KNN-,SVM- and LR-Classification Class
- class ClassificationClass.Classification(dataframe, column_names=[])
This Class is used to build one of three possible classifiers (KNN,LR,SVM) with a givin dataset.
- _build_LogisticRegression_classifier(solver='liblinear')
Builds the Logistic Regression Classifier with the given dataframe.
- Parameters
solver (string) – (optional, default=liblinear) Name of the Solver: liblinear, newton-cg, lbfgs, sag, saga.
- Returns
sklearn.linear_model._logistic.LogisticRegression
- _build_SVM_classifier(kernel_fun='linear')
Builds the Support Vector Machine Classifier with the given dataframe.
- Parameters
kernel_fun (string) – (optional, default=linear) Name of the Kernel function: linear, ploy, rbf, sigmoid.
- Returns
sklearn.svm.SVC
- _build_knn_classifier(k=5)
Builds the K-Nearest Neighbor Classifier with the given dataframe.
- Parameters
k (int) – (optional, default=5) Number of k-Values
- Returns
sklearn.neighbors.KNeighborsClassifier
- _upsample_dataset(y_column_name)
Function for upsampling data
- Parameters
y_column_name (string) – Name of the target column of the dataset
- Return pandas.core.frame.DataFrame dataframe
The upscaled dataframe
- build_classifier(classifier_name, *args)
The second important class method.

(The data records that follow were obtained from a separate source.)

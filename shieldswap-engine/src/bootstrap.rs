//! Single-flight engine start.
//!
//! ```text
//!   Uninitialized ──ensure_started──► Initializing ──ok──► Ready
//!         ▲                                │
//!         │                                └──err──► Failed ──ensure_started──► Initializing
//!         └────────────── shutdown ─────────────────────┘
//! ```
//!
//! Concurrent callers of [`EngineBootstrap::ensure_started`] await the same
//! in-flight start. A failed start is forgotten so the next call retries.

use std::path::PathBuf;
use std::sync::{Arc, Mutex, MutexGuard};

use futures::future::{BoxFuture, FutureExt, Shared};
use serde::{Deserialize, Serialize};
use shieldswap_artifacts::ArtifactCallbacks;
use shieldswap_common::{RetryPolicy, WalletId};
use tokio::sync::watch;
use tracing::{error, info};

use crate::engine::{EngineStartContext, ProofBackend, ProvingEngine};
use crate::error::EngineError;
use crate::events::EngineEvents;

type StartFuture = Shared<BoxFuture<'static, Result<(), EngineError>>>;

#[derive(Clone, Debug, PartialEq, Eq)]
pub enum EngineState {
    Uninitialized,
    Initializing,
    Ready,
    Failed(EngineError),
}

#[derive(Clone, Debug, Serialize, Deserialize)]
pub struct EngineSettings {
    pub datastore_path: PathBuf,
    #[serde(default)]
    pub poi_node_urls: Vec<String>,
    #[serde(default)]
    pub proof_backend: ProofBackend,
    #[serde(default)]
    pub wallet_retry: RetryPolicy,
}

impl Default for EngineSettings {
    fn default() -> Self {
        Self {
            datastore_path: PathBuf::from("shieldswap-data/engine.db"),
            poi_node_urls: vec!["https://ppoi-agg.horsewithsixlegs.xyz".to_string()],
            proof_backend: ProofBackend::default(),
            wallet_retry: RetryPolicy::default(),
        }
    }
}

/// Owns the engine's lifecycle for the lifetime of the application.
#[derive(Clone)]
pub struct EngineBootstrap {
    inner: Arc<BootstrapInner>,
}

struct BootstrapInner {
    engine: Arc<dyn ProvingEngine>,
    artifacts: Arc<dyn ArtifactCallbacks>,
    settings: EngineSettings,
    events: EngineEvents,
    state: watch::Sender<EngineState>,
    in_flight: Mutex<Option<StartFuture>>,
}

impl EngineBootstrap {
    pub fn new(
        engine: Arc<dyn ProvingEngine>,
        artifacts: Arc<dyn ArtifactCallbacks>,
        settings: EngineSettings,
        events: EngineEvents,
    ) -> Self {
        let (state, _) = watch::channel(EngineState::Uninitialized);
        Self {
            inner: Arc::new(BootstrapInner {
                engine,
                artifacts,
                settings,
                events,
                state,
                in_flight: Mutex::new(None),
            }),
        }
    }

    pub fn engine(&self) -> &Arc<dyn ProvingEngine> {
        &self.inner.engine
    }

    pub fn events(&self) -> &EngineEvents {
        &self.inner.events
    }

    pub fn state(&self) -> EngineState {
        self.inner.state.borrow().clone()
    }

    pub fn is_ready(&self) -> bool {
        matches!(*self.inner.state.borrow(), EngineState::Ready)
    }

    pub fn subscribe_state(&self) -> watch::Receiver<EngineState> {
        self.inner.state.subscribe()
    }

    /// Start the engine, or join a start already in progress.
    pub async fn ensure_started(&self) -> Result<(), EngineError> {
        if self.is_ready() {
            return Ok(());
        }
        if self.inner.engine.is_started() {
            info!("engine already running, adopting it");
            self.inner.state.send_replace(EngineState::Ready);
            return Ok(());
        }

        let start = {
            let mut slot = lock(&self.inner.in_flight);
            match slot.as_ref() {
                Some(pending) => pending.clone(),
                None => {
                    let pending = BootstrapInner::start_future(self.inner.clone());
                    self.inner.state.send_replace(EngineState::Initializing);
                    *slot = Some(pending.clone());
                    pending
                }
            }
        };

        start.await
    }

    /// Resolve once the engine is ready. Fails if a start attempt fails.
    pub async fn wait_ready(&self) -> Result<(), EngineError> {
        let mut rx = self.inner.state.subscribe();
        let state = rx
            .wait_for(|state| matches!(state, EngineState::Ready | EngineState::Failed(_)))
            .await
            .map_err(|_| EngineError::NotStarted)?
            .clone();
        match state {
            EngineState::Failed(err) => Err(err),
            _ => Ok(()),
        }
    }

    /// Load a wallet, retrying only errors the engine marks as transient.
    pub async fn load_wallet(&self, wallet: &WalletId, encryption_key: &str) -> Result<(), EngineError> {
        if !self.is_ready() {
            return Err(EngineError::NotStarted);
        }
        let engine = &self.inner.engine;
        self.inner
            .settings
            .wallet_retry
            .run(EngineError::is_transient, || engine.load_wallet(wallet, encryption_key))
            .await?;
        info!(%wallet, "wallet loaded");
        Ok(())
    }

    pub async fn shutdown(&self) -> Result<(), EngineError> {
        lock(&self.inner.in_flight).take();
        let result = self.inner.engine.shutdown().await;
        self.inner.state.send_replace(EngineState::Uninitialized);
        info!("engine shut down");
        result
    }
}

impl BootstrapInner {
    fn start_future(inner: Arc<Self>) -> StartFuture {
        async move {
            info!(datastore = %inner.settings.datastore_path.display(), "starting engine");
            let result = inner.start_engine().await;
            match &result {
                Ok(()) => {
                    inner.state.send_replace(EngineState::Ready);
                    info!("engine ready");
                }
                Err(err) => {
                    inner.state.send_replace(EngineState::Failed(err.clone()));
                    error!(error = %err, "engine start failed");
                }
            }
            lock(&inner.in_flight).take();
            result
        }
        .boxed()
        .shared()
    }

    async fn start_engine(&self) -> Result<(), EngineError> {
        let ctx = EngineStartContext {
            datastore_path: self.settings.datastore_path.clone(),
            artifacts: self.artifacts.clone(),
            poi_node_urls: self.settings.poi_node_urls.clone(),
            events: self.events.clone(),
        };
        self.engine.start(ctx).await?;
        self.engine
            .register_proof_backend(self.settings.proof_backend)
            .await?;
        Ok(())
    }
}

/// The guarded sections never panic, so a poisoned lock still holds a
/// consistent value.
pub(crate) fn lock<T>(mutex: &Mutex<T>) -> MutexGuard<'_, T> {
    mutex.lock().unwrap_or_else(|poisoned| poisoned.into_inner())
}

This function builds the heart of the class - the classifier. It can be distinguished between three different types of classifiers by usage of the classifier_name argument.
- Parameters
classifier_name (str) – Name of the wished classifier. Three options: KNN = K-Nearest Neighbor, SVM = Support Vector Machine, LR = Logistic Regression
args – Argument depending on the chosen classifier. For KNN: the value of k (int), for SVM: the desired kernel_fun (string = linear, ploy, rbf, sigmoid) for LR: the desired Solver (string = liblinear, newton-cg, lbfgs, sag, saga)
- Returns
None
- describe_dataframe()
Describes the internal dataframe. (Not used in Streamlit, but helpful for other applications) :return: pd.Dataframe.describe()

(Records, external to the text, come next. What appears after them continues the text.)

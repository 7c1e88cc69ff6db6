//! Error types at the engine boundary.

use ethers::types::H256;
use thiserror::Error;

/// Errors reported by the proving engine and the components that drive it.
///
/// `Clone` so a single in-flight result can be handed to every waiter.
#[derive(Debug, Clone, Error, PartialEq, Eq)]
pub enum EngineError {
    // ═══════════════════════════════════════════════════════════════════════════════
    // LIFECYCLE
    // ═══════════════════════════════════════════════════════════════════════════════

    #[error("engine not started")]
    NotStarted,

    #[error("engine start failed: {0}")]
    StartFailed(String),

    #[error("engine state corrupted: {0}")]
    Corrupted(String),

    // ═══════════════════════════════════════════════════════════════════════════════
    // UPSTREAM
    // ═══════════════════════════════════════════════════════════════════════════════

    #[error("rate limited by upstream: {0}")]
    RateLimited(String),

    #[error("network error: {0}")]
    Network(String),

    #[error("upstream timeout: {0}")]
    Timeout(String),

    #[error("provider not loaded for {0}")]
    ProviderNotLoaded(String),

    // ═══════════════════════════════════════════════════════════════════════════════
    // WALLETS
    // ═══════════════════════════════════════════════════════════════════════════════

    #[error("wallet not found: {0}")]
    WalletNotFound(String),

    #[error("wallet decryption failed: {0}")]
    Decryption(String),

    // ═══════════════════════════════════════════════════════════════════════════════
    // TRANSACTIONS
    // ═══════════════════════════════════════════════════════════════════════════════

    #[error("gas estimate failed: {0}")]
    GasEstimate(String),

    #[error("proof generation failed: {0}")]
    Proof(String),

    #[error("transaction population failed: {0}")]
    Populate(String),

    #[error("engine error: {0}")]
    Other(String),
}

impl EngineError {
    /// Errors worth retrying with backoff. Decryption failures never are.
    pub fn is_transient(&self) -> bool {
        matches!(
            self,
            EngineError::RateLimited(_) | EngineError::Network(_) | EngineError::Timeout(_)
        )
    }

    /// The engine must be shut down and started again before further use.
    pub fn requires_restart(&self) -> bool {
        matches!(self, EngineError::Corrupted(_))
    }

    pub fn is_rate_limited(&self) -> bool {
        matches!(self, EngineError::RateLimited(_))
    }
}

/// Errors from the public chain RPC.
#[derive(Debug, Clone, Error, PartialEq, Eq)]
pub enum ChainError {
    #[error("invalid RPC URL {0}")]
    InvalidUrl(String),

    #[error("RPC error: {0}")]
    Rpc(String),

    #[error("timed out waiting for receipt of {0:?}")]
    ReceiptTimeout(H256),
}

/// Errors from the user's public (non-shielded) wallet.
#[derive(Debug, Clone, Error, PartialEq, Eq)]
pub enum WalletError {
    #[error("request rejected by user")]
    UserRejected,

    #[error("signing failed: {0}")]
    Signing(String),

    #[error("sending transaction failed: {0}")]
    Send(String),
}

- drop_dataframe_column(column_name)
This function drops a given column from the dataset. (Not used in Streamlit, but helpful for other applications)
- Parameters
column_name (str) – Name of the cloumn to drop from the dataset
- Returns
None
- get_classifer()
Returns the Classifier which was build in the build_classifier method. (Not used in Streamlit, but helpful for other applications) :return: sklearn.classifier
- show_classifier_accuracy()
The third of the three important Shows the Accuracy of the classifier by giving the Accuracy for each class and by showing a correlation matrix.
- Returns
None
- show_correlation(figsize=(5, 4))
Shows the correlation of the given dataset. (Not used in Streamlit, but helpful for other applications) :param list figsize: x and y size of the plotted figure (optional, default=(5,4)) :return: None
- show_dataframe_head()
Returns the Head of the internal dataframe. (Not used in Streamlit, but helpful for other applications) :return: pd.Dataframe.head()
- show_unique_values()
Shows the unique values of each column of the internal dataset (Not used in Streamlit, but helpful for other applications) :return: None
- split_train_test(y_column_name, test_size=0.2, random_state=0, upsample=False, scaling=False, deleting_na=False)
The first of the three important classes methods. This function splits the input data frame into training and test data and provides three optional steps for data preparation:
data which are not available are deleted
data is upsampled (see: _upsample_dataset)
data is scaled to a value between 0 and 1
- Parameters
y_column_name (str) – Name of the target column
test_size (float,optional) – Percentage of the number of test data, default=0.2
random_state (int,optional) – Value for the seed, default=0
upsample (boolean,optional) – If True the data gets upsampled, default = False
scaling (boolean,optional) – If True the data gets scaled, default = False
deleting_na (boolean,optional) – If True all na data gets deleted, default = False
- Returns
None